On a perfect autumn day, a once empty 29 Gaskill Street bustled again with chatter, music and the comforting hum of a coffee machine. Having heard rumours of incredible coffee, I walked up to the old Canowindra Motors building to taste it for myself. One would be forgiven for forgetting that the new Perennialle Plants is in Canowindra and is not an expensive boutique in Sydney. Yet its charm is not affected, it comes from the varied life of the old building and the care and love its new owners Nerida and Chris Cuddy have taken in restoring the building beyond its former glory.
Much like the building, the Cuddys have lead rich lives. Chris graduated from the University of Sydney, gaining honours in Horticultural Science and Nerida has a background in teaching. They met in Canowindra, where they worked together performing various roles in the Cornerstone community. Eight years ago, they began a nursery, operating it from their Rodd Street home. The business took off and the pair soon outgrew the space they had. A solution appeared to them, which Nerida believes was more than just a series of fortunate events.

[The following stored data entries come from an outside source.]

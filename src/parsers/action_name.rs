//! Provides parsers for action names.

use crate::parsed_types::ActionName;
use crate::parsers::{parse_name, ParseResult, Span};
use nom::combinator::map;

/// Parses an action symbol, i.e. `<name>`.
///
/// ## Example
/// ```
/// # use lazylifted::parsers::{parse_action_name, preamble::*};
/// assert!(parse_action_name(Span::new("abcde")).is_value("abcde".into()));
/// assert!(parse_action_name(Span::new("a-1_2")).is_value("a-1_2".into()));
/// assert!(parse_action_name(Span::new("Z01")).is_value("Z01".into()));
/// assert!(parse_action_name(Span::new("x-_-_")).is_value("x-_-_".into()));
///
/// assert!(parse_action_name(Span::new("")).is_err());
/// assert!(parse_action_name(Span::new(".")).is_err());
/// assert!(parse_action_name(Span::new("-abc")).is_err());
/// assert!(parse_action_name(Span::new("0124")).is_err());
/// assert!(parse_action_name(Span::new("-1")).is_err());
///```
pub fn parse_action_name<'a, T: Into<Span<'a>>>(input: T) -> ParseResult<'a, ActionName> {
    map(parse_name, ActionName::new)(input.into())
}

impl crate::parsers::Parser for ActionName {
    type Item = ActionName;

    /// Parses an action symbol.
    ///
    /// ## Example
    /// ```
    /// # use lazylifted::parsers::Parser;
    /// # use lazylifted::parsed_types::ActionName;
    /// let (_, action_name) = ActionName::parse("abcde").unwrap();
    /// assert_eq!(action_name, "abcde".into());
    ///```
    ///
    /// ## See also
    /// See [`parse_action_name`].
    fn parse<'a, S: Into<Span<'a>>>(input: S) -> ParseResult<'a, Self::Item> {
        parse_action_name(input)
    }
}
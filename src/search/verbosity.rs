use clap;

/// CLI-selectable logging verbosity, mapped onto a [`tracing::Level`] by the
/// driver when it installs the subscriber. `Silent` has no true "off" level
/// in `tracing`, so it maps to `Error`: only fatal diagnostics are shown.
#[derive(clap::ValueEnum, Debug, Clone, Copy, PartialEq, Eq)]
pub enum Verbosity {
    Silent,
    Normal,
    Verbose,
    Debug,
}

impl From<Verbosity> for tracing::Level {
    fn from(verbosity: Verbosity) -> Self {
        match verbosity {
            Verbosity::Silent => tracing::Level::ERROR,
            Verbosity::Normal => tracing::Level::INFO,
            Verbosity::Verbose => tracing::Level::DEBUG,
            Verbosity::Debug => tracing::Level::TRACE,
        }
    }
}
use super::Heuristic;
use crate::search::search_space::SearchNode;
use crate::task::Task;

/// `h(node) = 0` for every node. Admissible and consistent by construction;
/// turns A* into uniform-cost (here, since every operator costs 1, breadth
/// first) search.
#[derive(Debug, Default)]
pub struct BlindHeuristic;

impl Heuristic for BlindHeuristic {
    fn calculate_h(&self, _nodes: &mut [SearchNode], _node_idx: usize, _task: &Task) -> f64 {
        0.0
    }
}

#[cfg(test)]
mod tests {
    use super::*;
    use crate::grounding::{Fact, Operator};
    use crate::parsed_types::Name;
    use std::collections::HashSet;

    #[test]
    fn always_zero() {
        let fact = Fact::new("a", std::iter::empty());
        let universe = HashSet::from([fact.clone()]);
        let init = HashSet::from([fact.clone()]);
        let goal = HashSet::from([fact]);
        let task = Task::encode(Name::new("t"), universe, init, goal, Vec::<Operator>::new());
        let mut nodes = vec![SearchNode::root(task.initial_state().clone())];
        assert_eq!(BlindHeuristic.calculate_h(&mut nodes, 0, &task), 0.0);
    }
}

“We are people of faith. We think we were nudged to buy this place,” said Nerida, over coffee. “We took a walk one day and realised what a beautiful building this was. We love history, story and heritage, so to buy this building and be able to breathe new life into it and show everyone how beautiful it is, is a real joy for us.”
The Cuddys have done just that, from scrubbing the original wooden floors, painting, wiring in new lighting and restoring the pressed metal ceiling, the space is warm and welcoming; grand, but intimate at the same time. Nerida and Chris went to great lengths to restore the front door, recreating it as closely as they could. The new store front boasts a café, run by Tom Gardner, an extensive array of garden tools, homewares and kitchen essentials, along with unique and local giftware. There is a nursery space outside, where the Cuddys will sell their rare plants with particular emphasis on plants which tolerate the extremes in temperature in this region.
As Nerida and I talked, a gentle song played on a grand piano, which has lived in the building for years. “The rule is: if you can play the piano beautifully, you can!” said Nerida, who is planning to use the space for pop-up music nights, beginning with her own album launch on 1 May.